A depressão nunca tinha ocorrido a Dona Chica, que se diz uma pessoa “alegre e animada”. Os filhos estavam sempre por perto até que o mais velho se mudou para São Paulo, há mais de 20 anos. Dona Chica também perdeu uma filha de um ano, vítima de sarampo, e teve um filho assassinado, em 1995. “Não me esqueço de nenhum dos meus filhos”.

Foi quando o terceiro faleceu vítima de suicidídio que ela sentiu a música querer ir embora dela. Mas, Dona Chica insiste e canta. “Perdi meus caderninhos, nessa mudança de um lugar para outro, e tenho que lembrar de cabeça”, fala.  

Em janeiro deste ano, uma filha e um neto da aposentada morreram em um acidente de carro. Desde o início do ano, ela tem acompanhamento psiquiátrico em Guanambi, cidade vizinha. “Ela [a médica] foi uma inspiração para mim e Deus me dá muito força. Eu tenho pessoas que me ajudam”, afirma Dona Chica, que também ajuda as pessoas. 

Uma mãe que reza

Às 6h30, Dona Chica está de pé para cuidar dos bichos, alimentar os passarinhos de visita e olhar as plantações. Durante a pandemia, ela se mudou para a zona rural, para ficar mais distante do movimento e dos riscos de se contaminar pelo coronavírus. José, que também está aposentado, acorda ainda mais cedo, “porque o costume não deixa a gente ficar deitado mais tempo”.
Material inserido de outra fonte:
//! Credit ledger integration tests: consume, reserve, refund and listing.

mod common;

use common::spawn_services;
use credit_service::error::CreditError;
use credit_service::models::{EntryKind, ServiceType};
use credit_service::services::billing_detail;
use futures::future::join_all;

#[tokio::test]
async fn consume_until_empty_then_reject() {
    let ctx = spawn_services();
    ctx.seed_user(5, 10).await;
    let ledger = &ctx.services.ledger;

    ledger
        .consume(5, 10, EntryKind::GenerateFramePrompt, "x")
        .await
        .expect("first consume should succeed");
    assert_eq!(ctx.balance(5).await, 0);

    let err = ledger
        .consume(5, 1, EntryKind::GenerateFramePrompt, "x")
        .await
        .unwrap_err();
    assert!(matches!(
        err,
        CreditError::InsufficientCredits {
            required: 1,
            available: 0
        }
    ));
    assert_eq!(ctx.balance(5).await, 0);
    assert_eq!(ctx.entry_sum(5).await, 0);
}

#[tokio::test]
async fn non_positive_cost_is_a_no_op() {
    let ctx = spawn_services();
    ctx.seed_user(5, 3).await;

    ctx.services
        .ledger
        .consume(5, 0, EntryKind::GenerateImage, "free")
        .await
        .unwrap();
    let reference = ctx
        .services
        .ledger
        .reserve(5, ServiceType::Text, "gpt-4o", -4, "free")
        .await
        .unwrap();

    assert!(reference.is_none());
    assert_eq!(ctx.balance(5).await, 3);
    let page = ctx.services.ledger.list_entries(Some(5), 1, 20).await.unwrap();
    assert_eq!(page.total, 1, "only the opening balance entry");
}

#[tokio::test]
async fn consume_on_missing_account_is_not_found() {
    let ctx = spawn_services();
    let err = ctx
        .services
        .ledger
        .consume(404, 1, EntryKind::GenerateImage, "x")
        .await
        .unwrap_err();
    assert!(matches!(err, CreditError::NotFound(_)));
}

#[tokio::test]
async fn fixed_cost_helpers_charge_configured_prices() {
    let ctx = spawn_services();
    ctx.seed_user(7, 100).await;
    let ledger = &ctx.services.ledger;

    ledger
        .consume_for_frame_prompt(7, &billing_detail("storyboard", 12))
        .await
        .unwrap();
    ledger
        .consume_for_image_generation(7, &billing_detail("image", 3))
        .await
        .unwrap();

    assert_eq!(ctx.balance(7).await, 100 - 10 - 5);

    let page = ledger.list_entries(Some(7), 1, 20).await.unwrap();
    let newest = &page.entries[0];
    assert_eq!(newest.kind, EntryKind::GenerateImage);
    assert_eq!(newest.amount, -5);
    assert_eq!(newest.description.as_deref(), Some("image:3"));
    assert_eq!(page.entries[1].kind, EntryKind::GenerateFramePrompt);
}

#[tokio::test]
async fn reserve_then_refund_restores_balance() {
    let ctx = spawn_services();
    ctx.seed_user(9, 50).await;
    let ledger = &ctx.services.ledger;

    let reference = ledger
        .reserve(9, ServiceType::Image, "dall-e-3", 20, "image:1")
        .await
        .unwrap()
        .expect("positive cost should produce a reference");
    assert_eq!(ctx.balance(9).await, 30);

    ledger.refund(&reference).await.unwrap();
    assert_eq!(ctx.balance(9).await, 50);
    assert_eq!(ctx.entry_sum(9).await, 50);

    let page = ledger.list_entries(Some(9), 1, 20).await.unwrap();
    let refund = &page.entries[0];
    let reserve = &page.entries[1];
    assert_eq!(refund.kind, EntryKind::AiImageRefund);
    assert_eq!(refund.amount, 20);
    assert_eq!(refund.reference_id.as_deref(), Some(reference.as_str()));
    assert_eq!(refund.model.as_deref(), Some("dall-e-3"));
    assert_eq!(refund.description.as_deref(), Some("refund: image:1"));
    assert_eq!(reserve.kind, EntryKind::AiImage);
    assert_eq!(reserve.service_type, Some(ServiceType::Image));
}

#[tokio::test]
async fn refund_of_long_detail_is_cut_to_column_width() {
    let ctx = spawn_services();
    ctx.seed_user(9, 50).await;
    let ledger = &ctx.services.ledger;
    let detail = "x".repeat(250);

    let reference = ledger
        .reserve(9, ServiceType::Text, "gpt-4o", 5, &detail)
        .await
        .unwrap()
        .expect("positive cost should produce a reference");
    ledger.refund(&reference).await.unwrap();

    assert_eq!(ctx.balance(9).await, 50);
    assert_eq!(ctx.entry_sum(9).await, 50);
    let page = ledger.list_entries(Some(9), 1, 20).await.unwrap();
    let refund = &page.entries[0];
    assert_eq!(refund.kind, EntryKind::AiTextRefund);
    let description = refund.description.as_deref().unwrap();
    assert!(description.starts_with("refund: xxx"));
    assert_eq!(description.chars().count(), 255);
    assert_eq!(page.entries[1].description.as_deref(), Some(detail.as_str()));
}

#[tokio::test]
async fn refund_is_idempotent() {
    let ctx = spawn_services();
    ctx.seed_user(9, 50).await;
    let ledger = &ctx.services.ledger;

    let reference = ledger
        .reserve(9, ServiceType::Text, "gpt-4o", 15, "chat")
        .await
        .unwrap()
        .unwrap();

    ledger.refund(&reference).await.unwrap();
    ledger.refund(&reference).await.unwrap();

    assert_eq!(ctx.balance(9).await, 50);
    let page = ledger.list_entries(Some(9), 1, 20).await.unwrap();
    assert_eq!(page.total, 3, "opening balance, reserve, one refund");
}

#[tokio::test]
async fn concurrent_refunds_credit_once() {
    let ctx = spawn_services();
    ctx.seed_user(9, 50).await;
    let ledger = ctx.services.ledger.clone();

    let reference = ledger
        .reserve(9, ServiceType::Video, "veo-2", 25, "video")
        .await
        .unwrap()
        .unwrap();

    let tasks = (0..5).map(|_| {
        let ledger = ledger.clone();
        let reference = reference.clone();
        tokio::spawn(async move { ledger.refund(&reference).await })
    });
    for result in join_all(tasks).await {
        result.expect("task panicked").expect("refund should succeed");
    }

    assert_eq!(ctx.balance(9).await, 50);
    assert_eq!(ctx.entry_sum(9).await, 50);
}

#[tokio::test]
async fn refund_of_unknown_or_empty_reference_is_a_no_op() {
    let ctx = spawn_services();
    ctx.seed_user(9, 50).await;

    ctx.services.ledger.refund("").await.unwrap();
    ctx.services
        .ledger
        .refund("00000000-0000-0000-0000-000000000000")
        .await
        .unwrap();

    assert_eq!(ctx.balance(9).await, 50);
}

#[tokio::test]
async fn reserve_beyond_balance_fails_and_leaves_balance() {
    let ctx = spawn_services();
    ctx.seed_user(3, 7).await;

    let err = ctx
        .services
        .ledger
        .reserve(3, ServiceType::Text, "gpt-4o", 8, "chat")
        .await
        .unwrap_err();

    assert!(matches!(err, CreditError::InsufficientCredits { .. }));
    assert_eq!(ctx.balance(3).await, 7);
}

#[tokio::test]
async fn concurrent_reserves_never_overdraw() {
    let ctx = spawn_services();
    ctx.seed_user(11, 10).await;
    let ledger = ctx.services.ledger.clone();

    let tasks = [6_i64, 7].into_iter().map(|cost| {
        let ledger = ledger.clone();
        tokio::spawn(async move {
            ledger
                .reserve(11, ServiceType::Text, "gpt-4o", cost, "race")
                .await
        })
    });
    let results: Vec<_> = join_all(tasks)
        .await
        .into_iter()
        .map(|r| r.expect("task panicked"))
        .collect();

    let successes = results.iter().filter(|r| r.is_ok()).count();
    let rejected = results
        .iter()
        .filter(|r| matches!(r, Err(CreditError::InsufficientCredits { .. })))
        .count();
    assert_eq!(successes, 1);
    assert_eq!(rejected, 1);

    let balance = ctx.balance(11).await;
    assert!(balance == 4 || balance == 3, "unexpected balance {}", balance);
    assert_eq!(ctx.entry_sum(11).await, balance);
}

#[tokio::test]
async fn balance_tracks_entry_sum_across_mixed_operations() {
    let ctx = spawn_services();
    ctx.seed_user(21, 40).await;
    let ledger = ctx.services.ledger.clone();

    let tasks = (0..12).map(|i| {
        let ledger = ledger.clone();
        tokio::spawn(async move {
            match i % 3 {
                0 => ledger
                    .consume(21, 3, EntryKind::GenerateImage, "img")
                    .await
                    .map(|_| ()),
                1 => {
                    let reference = ledger
                        .reserve(21, ServiceType::Text, "gpt-4o", 4, "txt")
                        .await?;
                    if let Some(reference) = reference {
                        ledger.refund(&reference).await?;
                    }
                    Ok(())
                }
                _ => ledger
                    .reserve(21, ServiceType::Image, "img-1", 2, "img")
                    .await
                    .map(|_| ()),
            }
        })
    });

    for result in join_all(tasks).await {
        match result.expect("task panicked") {
            Ok(()) | Err(CreditError::InsufficientCredits { .. }) => {}
            Err(e) => panic!("unexpected error: {}", e),
        }
    }

    let balance = ctx.balance(21).await;
    assert!(balance >= 0);
    assert_eq!(ctx.entry_sum(21).await, balance);
}

#[tokio::test]
async fn list_entries_pages_newest_first_and_clamps() {
    let ctx = spawn_services();
    ctx.seed_user(1, 100).await;
    ctx.seed_user(2, 100).await;
    let ledger = &ctx.services.ledger;

    for i in 0..5 {
        ledger
            .consume(1, 1, EntryKind::GenerateImage, &format!("img:{}", i))
            .await
            .unwrap();
    }

    let page = ledger.list_entries(Some(1), 1, 2).await.unwrap();
    assert_eq!(page.total, 6);
    assert_eq!(page.entries.len(), 2);
    assert_eq!(page.entries[0].description.as_deref(), Some("img:4"));
    assert!(page.entries[0].entry_id > page.entries[1].entry_id);

    let clamped = ledger.list_entries(Some(1), 0, 0).await.unwrap();
    assert_eq!(clamped.page, 1);
    assert_eq!(clamped.page_size, 20);

    let everyone = ledger.list_entries(None, 1, 500).await.unwrap();
    assert_eq!(everyone.page_size, 100);
    assert_eq!(everyone.total, 7);
}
A religiosidade está presente em todo o dia dessa senhora que gosta de espalhar cruzes. Se sente o coração apertar, ela, que é católica, fecha os olhos e reza.

“Tem horas que as pessoas falam: você é uma melhor forte. Eu não sou forte, é de Deus, Deus nunca me deixou parar”.

No fim do dia, às 18h, ela liga a televisão para rezar o terço com o marido. Vizinha à casa, a capelinha pintada de branco é onde ela passa a maior parte do tempo. “A capela foi um presente que me deram e cabem dez pessoas dentro”, comemora Dona Chica. 

Dona Chica na sua capelinha, que fica vizinha à casa onde mora com o marido José
               (Foto: Acervo Pessoal)

Como frequenta igrejas católicas de Caetité desde pequena, sempre cantou músicas religiosas. Quando era criança, via a mãe cantar e, até hoje, lembra das canções favoritas dela. “Gostava e gosto muito de cantar”, recorda. 

Uma das coisas que ela não gosta é quando vê um passarinho preso, porque acredita que o pássaro é do céu, não das gaiolas. “Fico triste”, diz. Dona Chica se vê como um barco que oscila com o mar, perde a rota, mas navega em frente. Ela gosta de dizer: “Sempre me abalo com as coisas tendo uma vontade de viver”.